As opposed to our claims, few studies asserted that HT had been shown to occur not only in patients with BC who have received RT but also happens in patients receiving systemic medications. However, these studies are associated with limitations, such as the small sample size [11].
On the other hand, two studies with a relatively large sample size (more than 1600 women) have shown that the incidence of HT in patients who have survived BC is higher than in the group who did not develop BC [20, 21]. Although the effect of chemotherapy can be attributed to these abnormalities, few studies have examined the effect of chemotherapy on thyroid function. Other results that bolster the idea about the effect of RT aside from chemotherapy on thyroid function, was a relationship between HT and the dose received by the thyroid. It was shown that in both clinical and subclinical HT radiation was higher.
In the present study, it was observed that one of the major factor that could increase the chances of developing HT in patients with BC was the patients’ received mean dose, which increased with growing the dose. Results showed that TSH increased with the mean dose.

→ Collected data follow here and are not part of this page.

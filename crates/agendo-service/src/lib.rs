//! Agendo Service — orchestration of tenant resolution, validation
//! and the scheduling store, plus the reporting aggregator and
//! password hashing.
//!
//! Services are generic over the `agendo-core` repository traits so
//! this crate has no dependency on the database crate.

pub mod error;
pub mod password;
pub mod report;
pub mod service;

pub use error::ServiceError;
pub use service::{
    AppointmentChange, AppointmentService, UserChange, UserService,
};
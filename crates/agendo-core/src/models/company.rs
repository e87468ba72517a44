//! Company domain model.
//!
//! A company is the tenant root: every user, appointment type and
//! appointment belongs to exactly one company, and the public
//! operations of the core never cross that boundary.

use chrono::{DateTime, Utc};
use serde::{Deserialize, Serialize};
use uuid::Uuid;

/// A company is the unit of data isolation.
///
/// Companies are created out-of-band (provisioning is not part of the
/// scheduling core) and are never deleted by it.
#[derive(Debug, Clone, Serialize, Deserialize)]
pub struct Company {
    pub id: Uuid,
    pub name: String,
    pub created_at: DateTime<Utc>,
    pub updated_at: DateTime<Utc>,
}

/// Fields required to create a new company.
#[derive(Debug, Clone, Serialize, Deserialize)]
pub struct CreateCompany {
    pub name: String,
}
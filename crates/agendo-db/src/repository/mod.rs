//! SurrealDB repository implementations for the `agendo-core` traits.

mod appointment;
mod appointment_type;
mod company;
mod user;

pub use appointment::SurrealAppointmentRepository;
pub use appointment_type::SurrealAppointmentTypeRepository;
pub use company::SurrealCompanyRepository;
pub use user::SurrealUserRepository;
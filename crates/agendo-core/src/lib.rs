//! Agendo Core — domain models, repository traits, tenant resolution
//! and the validation engine.
//!
//! This crate has no I/O. Storage implementations live in `agendo-db`,
//! orchestration in `agendo-service`.

pub mod error;
pub mod models;
pub mod repository;
pub mod tenant;
pub mod validate;

pub use error::{AgendoError, AgendoResult};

Memorial Sloan Kettering Cancer Care (MSKCC) dosimetric planning guidelines for breast intensity- modulated radiotherapy define the mean dose to the thyroid is 20Gy. Zhao et al [22] also found that The 2-year cumulative incidence of radiationinduced HT (RHT) was 26.0% which is higher than our results (15.87%). Patients with Supraclavicular RT (SCRT) had a significantly increased 2-year cumulative incidence of RHT compared with patients without SCRT (31.5% and 11.4%, p<0.001). Dmean > 21 Gy was identified as the threshold value for predicting RHT (p<0.001). Dmean > 21 Gy compared with Dmean ≤ 21 Gy was associated with a significantly higher incidence of RHT at two years after RT (17.0% vs. 32.2%, P<0.001) which is higher than our results (3.17% vs. 12.7%, P<0.001).

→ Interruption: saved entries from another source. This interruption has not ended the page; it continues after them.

//! Schema definitions and migration runner for SurrealDB.
//!
//! All table definitions use SCHEMAFULL mode for data integrity.
//! UUIDs are stored as strings. Enums are stored as strings with
//! ASSERT constraints for validation.

use surrealdb::{Connection, Surreal};
use surrealdb_types::SurrealValue;
use tracing::info;

use crate::error::DbError;

// -----------------------------------------------------------------------
// Migration tracking
// -----------------------------------------------------------------------

const MIGRATION_TABLE_DDL: &str = "\
DEFINE TABLE IF NOT EXISTS _migration SCHEMAFULL;
DEFINE FIELD IF NOT EXISTS version ON TABLE _migration TYPE int;
DEFINE FIELD IF NOT EXISTS name ON TABLE _migration TYPE string;
DEFINE FIELD IF NOT EXISTS applied_at ON TABLE _migration TYPE datetime \
    DEFAULT time::now();
DEFINE INDEX IF NOT EXISTS idx_migration_version ON TABLE _migration \
    COLUMNS version UNIQUE;
";

#[derive(Debug, SurrealValue)]
struct MigrationRecord {
    version: u32,
    #[allow(dead_code)]
    name: String,
}

struct Migration {
    version: u32,
    name: &'static str,
    sql: &'static str,
}

static MIGRATIONS: &[Migration] = &[Migration {
    version: 1,
    name: "initial_schema",
    sql: SCHEMA_V1,
}];

// -----------------------------------------------------------------------
// Schema v1 — initial table definitions
// -----------------------------------------------------------------------

const SCHEMA_V1: &str = "\
-- =======================================================================
-- Companies (tenant roots, global scope)
-- =======================================================================
DEFINE TABLE company SCHEMAFULL;
DEFINE FIELD name ON TABLE company TYPE string;
DEFINE FIELD created_at ON TABLE company TYPE datetime \
    DEFAULT time::now();
DEFINE FIELD updated_at ON TABLE company TYPE datetime \
    DEFAULT time::now();

-- =======================================================================
-- Users (company scope; email is unique across the whole system)
-- =======================================================================
DEFINE TABLE user SCHEMAFULL;
DEFINE FIELD company_id ON TABLE user TYPE string;
DEFINE FIELD firstname ON TABLE user TYPE string;
DEFINE FIELD surname ON TABLE user TYPE string;
DEFINE FIELD email ON TABLE user TYPE string;
DEFINE FIELD phonenumber ON TABLE user TYPE string;
DEFINE FIELD password_hash ON TABLE user TYPE option<string>;
DEFINE FIELD role ON TABLE user TYPE string \
    ASSERT $value IN ['Admin', 'Regular'];
DEFINE FIELD avatar ON TABLE user TYPE option<string>;
DEFINE FIELD created_at ON TABLE user TYPE datetime \
    DEFAULT time::now();
DEFINE FIELD updated_at ON TABLE user TYPE datetime \
    DEFAULT time::now();
-- Global uniqueness, deliberately NOT scoped to company_id. This is
-- the storage-layer backstop behind the validation-layer check.
DEFINE INDEX idx_user_email ON TABLE user COLUMNS email UNIQUE;
DEFINE INDEX idx_user_company ON TABLE user COLUMNS company_id;

-- =======================================================================
-- Appointment types (company scope, read-only in the core)
-- =======================================================================
DEFINE TABLE appointment_type SCHEMAFULL;
DEFINE FIELD company_id ON TABLE appointment_type TYPE string;
DEFINE FIELD name ON TABLE appointment_type TYPE string;
DEFINE FIELD created_at ON TABLE appointment_type TYPE datetime \
    DEFAULT time::now();
DEFINE FIELD updated_at ON TABLE appointment_type TYPE datetime \
    DEFAULT time::now();
DEFINE INDEX idx_appointment_type_company ON TABLE appointment_type \
    COLUMNS company_id;

-- =======================================================================
-- Appointments (company scope)
-- =======================================================================
DEFINE TABLE appointment SCHEMAFULL;
DEFINE FIELD company_id ON TABLE appointment TYPE string;
DEFINE FIELD name ON TABLE appointment TYPE string;
DEFINE FIELD scheduled_at ON TABLE appointment TYPE datetime;
DEFINE FIELD appointment_type_id ON TABLE appointment \
    TYPE option<string>;
DEFINE FIELD created_at ON TABLE appointment TYPE datetime \
    DEFAULT time::now();
DEFINE FIELD updated_at ON TABLE appointment TYPE datetime \
    DEFAULT time::now();
DEFINE INDEX idx_appointment_company_scheduled ON TABLE appointment \
    COLUMNS company_id, scheduled_at;
";

// -----------------------------------------------------------------------
// Public API
// -----------------------------------------------------------------------

/// Run all pending migrations against the given SurrealDB client.
///
/// Creates a `_migration` tracking table on first run, then applies
/// each migration whose version exceeds the current maximum.
pub async fn run_migrations<C: Connection>(db: &Surreal<C>) -> Result<(), DbError> {
    // Ensure migration tracking table exists (idempotent).
    db.query(MIGRATION_TABLE_DDL)
        .await?
        .check()
        .map_err(|e| DbError::Migration(e.to_string()))?;

    // Determine current schema version.
    let mut result = db
        .query("SELECT * FROM _migration ORDER BY version DESC LIMIT 1")
        .await?;
    let records: Vec<MigrationRecord> = result.take(0)?;
    let current_version = records.first().map(|m| m.version).unwrap_or(0);

    for migration in MIGRATIONS {
        if migration.version > current_version {
            info!(
                version = migration.version,
                name = migration.name,
                "Applying migration"
            );
            db.query(migration.sql).await?.check().map_err(|e| {
                DbError::Migration(format!(
                    "Migration v{} '{}' failed: {}",
                    migration.version, migration.name, e,
                ))
            })?;

            // Record the applied migration.
            db.query(
                "CREATE _migration SET version = $version, \
                 name = $name",
            )
            .bind(("version", migration.version))
            .bind(("name", migration.name))
            .await?
            .check()
            .map_err(|e| {
                DbError::Migration(format!(
                    "Failed to record migration v{}: {}",
                    migration.version, e,
                ))
            })?;

            info!(version = migration.version, "Migration applied");
        }
    }

    Ok(())
}

/// Returns the raw schema DDL for version 1.
///
/// Exposed for testing with in-memory SurrealDB instances that
/// bypass the migration runner.
pub fn schema_v1() -> &'static str {
    SCHEMA_V1
}

#[cfg(test)]
mod tests {
    use super::*;

    #[test]
    fn schema_v1_is_nonempty() {
        assert!(!SCHEMA_V1.is_empty());
    }

    #[test]
    fn migrations_are_ordered() {
        for window in MIGRATIONS.windows(2) {
            assert!(
                window[0].version < window[1].version,
                "Migrations must be in ascending version order"
            );
        }
    }

    #[test]
    fn email_index_is_global() {
        // The email uniqueness index must not include company_id.
        let line = SCHEMA_V1
            .lines()
            .find(|l| l.contains("idx_user_email"))
            .unwrap();
        assert!(line.contains("COLUMNS email UNIQUE"));
    }
}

The demographic results of this study showed that patients with HT had more underlying disease history with a significant difference, and the relationship between HT and the higher stage was statistically significant. However, few studies have investigated the influence of such parameters on thyroid function with or without the effect of used treatment methods. In this regard, Falstie-Jensen et al. [18] showed that patients with the underlying disease were more likely to develop HT. Therefore, it is further added that having sufficient information about the lifestyle, smoking status, obesity, and physical activity of patients as other factors that may affect the incidence of HT can be accurate conclusions about the effect of radiation on the incidence of thyroid disorders.
It seems that to investigate and control the HT in treated BC patients the effect of underlying disease, as well as chemotherapy, should be investigated more wildly, to determine the exact role of RT on thyroid function.

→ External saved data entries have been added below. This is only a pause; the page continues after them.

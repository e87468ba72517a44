//! Error types for the Agendo system.

use thiserror::Error;

use crate::validate::Violation;

#[derive(Debug, Error)]
pub enum AgendoError {
    #[error("Entity not found: {entity} with id {id}")]
    NotFound { entity: String, id: String },

    #[error("Validation failed: {violations:?}")]
    Validation { violations: Vec<Violation> },

    #[error("Authorization denied: {reason}")]
    AuthorizationDenied { reason: String },

    #[error("Tenant context missing or invalid")]
    TenantContext,

    #[error("Database error: {0}")]
    Database(String),

    #[error("Cryptography error: {0}")]
    Crypto(String),

    #[error("Internal error: {0}")]
    Internal(String),
}

pub type AgendoResult<T> = Result<T, AgendoError>;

In conclusion, The survival of breast cancer patients is increasing therefore the incidence of radiation-induced hypothyroidism may be an important factor of the late toxicity. Routine thyroid function monitoring in all breast cancer patients after radiotherapy should be considered for better quality of life of patients. We recommend that the Dmean of the thyroid should be kept lower than 21Gy for postMRM RT for decrease the incidence of radiation-induced hypothyroidism. Further investigations in larger cohorts are required to confirm our results.
• Author declares no conflict of interest
• Study was approved by Research Ethic Committee of author affiliated Institute.
• Study’s data is available upon a reasonable request.
• All authors have contributed to implementation of this research.